▶ _Work item_
Which lines of the entries contain the string "types"? Copy each of them.

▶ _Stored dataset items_
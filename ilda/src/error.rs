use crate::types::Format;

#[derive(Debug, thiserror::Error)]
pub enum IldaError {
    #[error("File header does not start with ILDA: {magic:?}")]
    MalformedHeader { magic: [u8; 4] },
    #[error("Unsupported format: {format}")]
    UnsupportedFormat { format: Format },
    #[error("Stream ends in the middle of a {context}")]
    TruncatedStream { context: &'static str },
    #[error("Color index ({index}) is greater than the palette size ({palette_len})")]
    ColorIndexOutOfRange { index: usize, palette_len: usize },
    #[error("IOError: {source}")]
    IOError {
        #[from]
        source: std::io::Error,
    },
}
==
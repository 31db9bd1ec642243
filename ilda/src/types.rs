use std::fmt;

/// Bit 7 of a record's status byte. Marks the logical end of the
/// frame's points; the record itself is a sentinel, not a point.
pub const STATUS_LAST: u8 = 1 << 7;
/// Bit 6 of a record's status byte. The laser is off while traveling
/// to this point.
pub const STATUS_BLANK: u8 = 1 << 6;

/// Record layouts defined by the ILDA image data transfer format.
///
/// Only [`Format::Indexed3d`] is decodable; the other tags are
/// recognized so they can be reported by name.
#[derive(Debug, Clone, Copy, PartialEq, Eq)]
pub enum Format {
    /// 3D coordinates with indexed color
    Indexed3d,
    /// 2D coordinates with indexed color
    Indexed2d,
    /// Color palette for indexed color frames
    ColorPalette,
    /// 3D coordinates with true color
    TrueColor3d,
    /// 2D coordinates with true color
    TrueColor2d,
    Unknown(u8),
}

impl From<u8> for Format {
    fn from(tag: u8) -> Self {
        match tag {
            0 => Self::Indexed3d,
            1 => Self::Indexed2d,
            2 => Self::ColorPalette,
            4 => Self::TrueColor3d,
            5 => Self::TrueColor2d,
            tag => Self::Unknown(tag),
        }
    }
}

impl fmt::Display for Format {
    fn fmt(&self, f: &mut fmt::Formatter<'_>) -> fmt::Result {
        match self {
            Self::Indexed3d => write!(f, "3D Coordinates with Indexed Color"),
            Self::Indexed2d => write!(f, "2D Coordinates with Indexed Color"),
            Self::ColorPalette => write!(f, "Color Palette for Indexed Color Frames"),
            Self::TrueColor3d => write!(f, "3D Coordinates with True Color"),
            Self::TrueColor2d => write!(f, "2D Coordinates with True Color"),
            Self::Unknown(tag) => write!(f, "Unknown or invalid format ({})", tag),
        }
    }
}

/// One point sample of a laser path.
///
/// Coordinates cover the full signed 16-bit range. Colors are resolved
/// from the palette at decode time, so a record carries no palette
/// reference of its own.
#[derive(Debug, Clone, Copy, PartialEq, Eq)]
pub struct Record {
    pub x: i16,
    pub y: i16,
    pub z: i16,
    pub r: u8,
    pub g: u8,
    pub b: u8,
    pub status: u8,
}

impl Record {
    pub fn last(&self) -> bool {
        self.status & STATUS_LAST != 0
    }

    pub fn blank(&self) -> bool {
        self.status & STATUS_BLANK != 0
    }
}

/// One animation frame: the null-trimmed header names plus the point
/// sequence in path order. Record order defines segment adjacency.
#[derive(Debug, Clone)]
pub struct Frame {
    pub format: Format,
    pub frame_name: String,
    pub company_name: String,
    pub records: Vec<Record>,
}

▶ _Your response_
use crate::types::Format;
filename ilda/src/types.rs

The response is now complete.